For people seeking immediate rehabilitation services for alcoholism or other substance abuse issues, the Harmony Foundation offers detox services, residential recovery options, outpatient services and more. This organization provides a broad range of options for getting sober through medical intervention and takes private insurance. They also offer specialty groups, including an LGBTQ+-centered program that focuses on the unique challenges of the LGBTQ+ community that lead to substance abuse or make it difficult to stay sober.


Unlike some forms of medical intervention for alcoholism, this group does not require people to choose their residential treatment option in order to commit or recommit to sobriety from substance abuse. This offers more flexibility for patients who might not have a lot of support in seeking sobriety and allows people to deeply engage in recovery without giving up their life at work or in the community.

While their primary location is in Estes Park, Colorado, they do have a Fort Collins recovery center located at 109 Cameron Drive.

5. Colorado Crisis Services

Colorado Crisis Services offers crisis counseling by phone, which can be accessed by calling 844-493-8255  or by texting “TALK” to 38255. According to their website, the service is free, confidential and available at any hour. CCS offers counselor and peer support to anyone in the state who needs a place to talk about their mental health struggles or substance abuse.

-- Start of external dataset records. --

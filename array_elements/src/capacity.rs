// This Source Code Form is subject to the terms of the Mozilla Public
// License, v. 2.0. If a copy of the MPL was not distributed with this
// file, You can obtain one at https://mozilla.org/MPL/2.0/.

//! Growth arithmetic shared by all dense layouts.

use crate::{
    buffer::ElementBuffer,
    context::ArrayContext,
    error::{ElementsError, ElementsResult},
    options::Options,
    state::{ArrayState, BackingStore},
    value::ElementKind,
};

#[cold]
fn capacity_overflow(requested: usize, options: &Options) -> ElementsError {
    ElementsError::OutOfMemory {
        requested: requested as u64,
        limit: options.max_array_size as u64,
    }
}

/// Capacity to grow a buffer of `current` slots to so that it holds at least
/// `minimum` slots.
///
/// Growth is by half the current capacity at a time, never below the initial
/// array size, and clamped to the soft maximum array size.
pub fn next_capacity(current: usize, minimum: usize, options: &Options) -> ElementsResult<usize> {
    let limit = options.max_array_size as usize;
    if minimum > limit {
        return Err(capacity_overflow(minimum, options));
    }
    let cap = current.saturating_add(current / 2);
    let cap = cap.max(minimum).max(options.initial_array_size as usize);
    Ok(cap.min(limit))
}

/// Smallest power of two holding `minimum` slots, never below the initial
/// array size.
pub fn next_power_capacity(minimum: usize, options: &Options) -> ElementsResult<usize> {
    let limit = options.max_array_size as usize;
    if minimum > limit {
        return Err(capacity_overflow(minimum, options));
    }
    let cap = minimum
        .checked_next_power_of_two()
        .unwrap_or(limit)
        .max(options.initial_array_size as usize);
    Ok(cap.min(limit))
}

/// Capacity of the first dense buffer of an array that currently has no
/// backing store.
///
/// A preallocated length is honored up to the flat array size; anything
/// larger starts from the initial size instead so that one huge length does
/// not allocate eagerly.
pub fn initial_capacity(length: u64, options: &Options) -> usize {
    if length == 0 || length > options.max_flat_array_size as u64 {
        options.initial_array_size as usize
    } else {
        length as usize
    }
}

/// Makes sure the dense buffer has at least `minimum` slots, keeping every
/// slot at its position.
pub(crate) fn grow_right(
    cx: &ArrayContext,
    state: &mut ArrayState,
    minimum: usize,
) -> ElementsResult<()> {
    let current = state.capacity();
    if current >= minimum {
        return Ok(());
    }
    let capacity = next_capacity(current, minimum, &cx.options)?;
    let window = state.window_slots();
    let start = window.start;
    let Some(buffer) = state.take_dense() else {
        return Err(ElementsError::UnsupportedOperation("grow without a dense backing store"));
    };
    tracing::debug!(current, capacity, "growing array backing store");
    state.backing_store = BackingStore::Dense(buffer.relocated(capacity, window, start));
    Ok(())
}

/// Makes room for at least `additional` slots before slot 0 of the dense
/// buffer. The new slack is placed on the left as far as the index offset
/// allows, so the buffer never maps a slot below logical index 0.
pub(crate) fn grow_left(
    cx: &ArrayContext,
    state: &mut ArrayState,
    additional: usize,
) -> ElementsResult<()> {
    let current = state.capacity();
    let minimum = current
        .checked_add(additional)
        .ok_or_else(|| capacity_overflow(usize::MAX, &cx.options))?;
    let capacity = next_capacity(current, minimum, &cx.options)?;
    let extra = capacity - current;
    let room = usize::try_from(state.index_offset.max(0)).unwrap_or(usize::MAX);
    let shift = additional.max(extra.min(room));
    let window = state.window_slots();
    let dest = window.start + shift;
    let Some(buffer) = state.take_dense() else {
        return Err(ElementsError::UnsupportedOperation("grow without a dense backing store"));
    };
    tracing::debug!(current, capacity, shift, "growing array backing store to the left");
    state.backing_store = BackingStore::Dense(buffer.relocated(capacity, window, dest));
    state.array_offset += shift as u32;
    state.index_offset -= shift as i64;
    Ok(())
}

/// Fresh buffer for an array migrating out of a storage-less layout.
pub(crate) fn allocate(cx: &ArrayContext, state: &ArrayState, kind: ElementKind) -> ElementBuffer {
    ElementBuffer::with_capacity(kind, initial_capacity(state.length, &cx.options))
}

#[cfg(test)]
mod tests {
    use super::*;

    #[test]
    fn growth_is_amortized() {
        let options = Options::default();
        assert_eq!(next_capacity(0, 1, &options).unwrap(), 8);
        assert_eq!(next_capacity(8, 9, &options).unwrap(), 12);
        assert_eq!(next_capacity(100, 101, &options).unwrap(), 150);
        assert_eq!(next_capacity(100, 400, &options).unwrap(), 400);
    }

    #[test]
    fn growth_is_clamped() {
        let options = Options {
            max_array_size: 100,
            ..Default::default()
        };
        assert_eq!(next_capacity(90, 91, &options).unwrap(), 100);
        assert_eq!(
            next_capacity(90, 101, &options),
            Err(ElementsError::OutOfMemory {
                requested: 101,
                limit: 100
            })
        );
        assert!(next_power_capacity(101, &options).is_err());
        assert_eq!(next_power_capacity(70, &options).unwrap(), 100);
    }

    #[test]
    fn power_of_two_capacity() {
        let options = Options::default();
        assert_eq!(next_power_capacity(3, &options).unwrap(), 8);
        assert_eq!(next_power_capacity(17, &options).unwrap(), 32);
        assert_eq!(next_power_capacity(64, &options).unwrap(), 64);
    }

    #[test]
    fn initial_capacity_bounds_preallocation() {
        let options = Options::default();
        assert_eq!(initial_capacity(0, &options), 8);
        assert_eq!(initial_capacity(100, &options), 100);
        assert_eq!(initial_capacity(1_000_000, &options), 1_000_000);
        assert_eq!(initial_capacity(1_000_001, &options), 8);
    }
}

By offering a text and call line, recovering alcoholics and those concerned about their substance use patterns can remain anonymous in seeking support. While all services to addicts are judgment-free, shame can prevent people from seeking help. Texts and calls only ask for a first name in case a call back or reconnection is needed, keeping your identity private as you find support.

While their services by phone are more advertised, CCS is located in Greeley, Colorado, at 928 12th St.